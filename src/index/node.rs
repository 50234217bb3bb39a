//! Tree node page layout.
//!
//! # Layout
//! ```text
//! Offset              Size              Field
//! ------              ----              -----
//! 0                   5                 PageHeader (TreeLeaf | TreeInternal)
//! 5                   2                 key_count
//! 7                   2                 level (0 = leaf)
//! 9                   4                 next leaf (PageId::INVALID if none)
//! 13                  4                 prev leaf
//! 17                  MAX_KEYS * K      keys
//! 17 + MAX_KEYS * K   ...               children (u32 x MAX_KEYS+1) or values (V x MAX_KEYS)
//! ```
//! Unused key and payload slots are zero.

use crate::common::bytes::{FieldReader, FieldWriter};
use crate::common::config::PAGE_SIZE;
use crate::common::{Error, PageId, Result};
use crate::storage::page::{Page, PageHeader, PageType};

use super::key::FixedCodec;
use super::tree::TreeKind;

const OFFSET_KEY_COUNT: usize = PageHeader::SIZE;
const OFFSET_KEYS: usize = OFFSET_KEY_COUNT + 2 + 2 + 4 + 4;

/// Bytes a node with `max_keys` keys of `key_size` and values of
/// `value_size` occupies.
pub(crate) const fn node_size(max_keys: usize, key_size: usize, value_size: usize) -> usize {
    let children = (max_keys + 1) * 4;
    let values = max_keys * value_size;
    let payload = if children > values { children } else { values };
    OFFSET_KEYS + max_keys * key_size + payload
}

/// Whether nodes of tree kind `T` fit in one page.
pub(crate) const fn fits_in_page<T: TreeKind>() -> bool {
    node_size(
        T::MAX_KEYS,
        <T::Key as FixedCodec>::SIZE,
        <T::Value as FixedCodec>::SIZE,
    ) <= PAGE_SIZE
}

/// What a node holds besides its keys.
#[derive(Debug, Clone, PartialEq, Eq)]
pub enum NodePayload<V> {
    /// `key_count + 1` child pages.
    Internal(Vec<PageId>),
    /// One value per key.
    Leaf(Vec<V>),
}

/// A decoded tree node.
///
/// Nodes are decoded into owned values, modified, and encoded back; no
/// page lock is held while a node is being worked on.
pub(crate) struct Node<T: TreeKind> {
    pub keys: Vec<T::Key>,
    pub payload: NodePayload<T::Value>,
    /// Distance from the leaves; 0 for a leaf.
    pub level: u16,
    pub next: PageId,
    pub prev: PageId,
}

impl<T: TreeKind> Node<T> {
    pub fn empty_leaf() -> Self {
        Self {
            keys: Vec::with_capacity(T::MAX_KEYS),
            payload: NodePayload::Leaf(Vec::with_capacity(T::MAX_KEYS)),
            level: 0,
            next: PageId::INVALID,
            prev: PageId::INVALID,
        }
    }

    /// Internal node with a single separator between two children.
    pub fn new_root(level: u16, separator: T::Key, left: PageId, right: PageId) -> Self {
        Self {
            keys: vec![separator],
            payload: NodePayload::Internal(vec![left, right]),
            level,
            next: PageId::INVALID,
            prev: PageId::INVALID,
        }
    }

    #[inline]
    pub fn is_leaf(&self) -> bool {
        matches!(self.payload, NodePayload::Leaf(_))
    }

    #[inline]
    pub fn is_full(&self) -> bool {
        self.keys.len() >= T::MAX_KEYS
    }

    /// Children of an internal node; empty for a leaf.
    pub fn children(&self) -> &[PageId] {
        match &self.payload {
            NodePayload::Internal(children) => children,
            NodePayload::Leaf(_) => &[],
        }
    }

    /// Values of a leaf; empty for an internal node.
    pub fn values(&self) -> &[T::Value] {
        match &self.payload {
            NodePayload::Leaf(values) => values,
            NodePayload::Internal(_) => &[],
        }
    }

    /// Number of keys strictly less than `key`.
    #[inline]
    pub fn lower_bound(&self, key: &T::Key) -> usize {
        self.keys.partition_point(|k| k < key)
    }

    /// Number of keys less than or equal to `key`.
    #[inline]
    pub fn upper_bound(&self, key: &T::Key) -> usize {
        self.keys.partition_point(|k| k <= key)
    }

    /// Insert into a leaf after any equal keys.
    pub fn insert_entry(&mut self, key: T::Key, value: T::Value) {
        let pos = self.upper_bound(&key);
        if let NodePayload::Leaf(values) = &mut self.payload {
            self.keys.insert(pos, key);
            values.insert(pos, value);
        }
    }

    /// Record that child `idx` was split into itself and `right`.
    pub fn insert_separator(&mut self, idx: usize, separator: T::Key, right: PageId) {
        if let NodePayload::Internal(children) = &mut self.payload {
            self.keys.insert(idx, separator);
            children.insert(idx + 1, right);
        }
    }

    /// Move the upper half of this node into a new node.
    ///
    /// Returns the separator for the parent and the new right sibling.
    /// A leaf keeps its first `MAX_KEYS / 2` entries and the separator is a
    /// copy of the right half's first key. An internal node gives up its
    /// median key to the parent. Leaf chain links are left to the caller.
    pub fn split_off(&mut self) -> (T::Key, Node<T>) {
        let mid = T::MAX_KEYS / 2;
        match &mut self.payload {
            NodePayload::Leaf(values) => {
                let right_keys = self.keys.split_off(mid);
                let right_values = values.split_off(mid);
                let separator = right_keys[0];
                let right = Node {
                    keys: right_keys,
                    payload: NodePayload::Leaf(right_values),
                    level: 0,
                    next: PageId::INVALID,
                    prev: PageId::INVALID,
                };
                (separator, right)
            }
            NodePayload::Internal(children) => {
                let right_keys = self.keys.split_off(mid + 1);
                let right_children = children.split_off(mid + 1);
                let separator = self.keys[mid];
                self.keys.truncate(mid);
                let right = Node {
                    keys: right_keys,
                    payload: NodePayload::Internal(right_children),
                    level: self.level,
                    next: PageId::INVALID,
                    prev: PageId::INVALID,
                };
                (separator, right)
            }
        }
    }

    // ========================================================================
    // Encoding
    // ========================================================================

    /// Serialize into `page`, replacing its contents, and seal it.
    pub fn encode(&self, page: &mut Page) {
        page.reset();
        let buf = page.as_mut_slice();
        let mut w = FieldWriter::at(buf, OFFSET_KEY_COUNT);
        w.put_u16(self.keys.len() as u16);
        w.put_u16(self.level);
        w.put_u32(self.next.0);
        w.put_u32(self.prev.0);

        for key in &self.keys {
            key.encode(&mut w);
        }

        let payload_start = OFFSET_KEYS + T::MAX_KEYS * <T::Key as FixedCodec>::SIZE;
        let mut w = FieldWriter::at(buf, payload_start);
        let page_type = match &self.payload {
            NodePayload::Internal(children) => {
                for child in children {
                    w.put_u32(child.0);
                }
                PageType::TreeInternal
            }
            NodePayload::Leaf(values) => {
                for value in values {
                    value.encode(&mut w);
                }
                PageType::TreeLeaf
            }
        };
        page.seal(page_type);
    }

    /// Decode and validate the node stored in `page`.
    ///
    /// # Errors
    /// Returns `Error::CorruptFile` on a checksum or page type mismatch, a
    /// key count above `MAX_KEYS`, an internal node without keys, or a
    /// level that disagrees with the node type.
    pub fn decode(page: &Page, page_id: PageId) -> Result<Self> {
        let page_type = page.validate(page_id, PageType::is_node)?;
        let buf = page.as_slice();

        let mut r = FieldReader::at(buf, OFFSET_KEY_COUNT);
        let key_count = usize::from(r.u16());
        let level = r.u16();
        let next = PageId::new(r.u32());
        let prev = PageId::new(r.u32());

        if key_count > T::MAX_KEYS {
            return Err(Error::corrupt(format!(
                "{page_id} holds {key_count} keys, limit is {}",
                T::MAX_KEYS
            )));
        }
        let is_leaf = page_type == PageType::TreeLeaf;
        if is_leaf != (level == 0) {
            return Err(Error::corrupt(format!(
                "{page_id} is a {page_type:?} at level {level}"
            )));
        }
        if !is_leaf && key_count == 0 {
            return Err(Error::corrupt(format!("{page_id} is an internal node without keys")));
        }

        let keys = (0..key_count)
            .map(|_| T::Key::decode(&mut r))
            .collect::<Result<Vec<_>>>()?;

        let payload_start = OFFSET_KEYS + T::MAX_KEYS * <T::Key as FixedCodec>::SIZE;
        let mut r = FieldReader::at(buf, payload_start);
        let payload = if is_leaf {
            let values = (0..key_count)
                .map(|_| T::Value::decode(&mut r))
                .collect::<Result<Vec<_>>>()?;
            NodePayload::Leaf(values)
        } else {
            NodePayload::Internal((0..=key_count).map(|_| PageId::new(r.u32())).collect())
        };

        Ok(Self {
            keys,
            payload,
            level,
            next,
            prev,
        })
    }
}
════
# [Your goal]
Check every line of the data above for the string "TreeLeaf", and copy those that have it.

# [Output]
//! 0                   5                 PageHeader (TreeLeaf | TreeInternal)
                PageType::TreeLeaf
        let is_leaf = page_type == PageType::TreeLeaf;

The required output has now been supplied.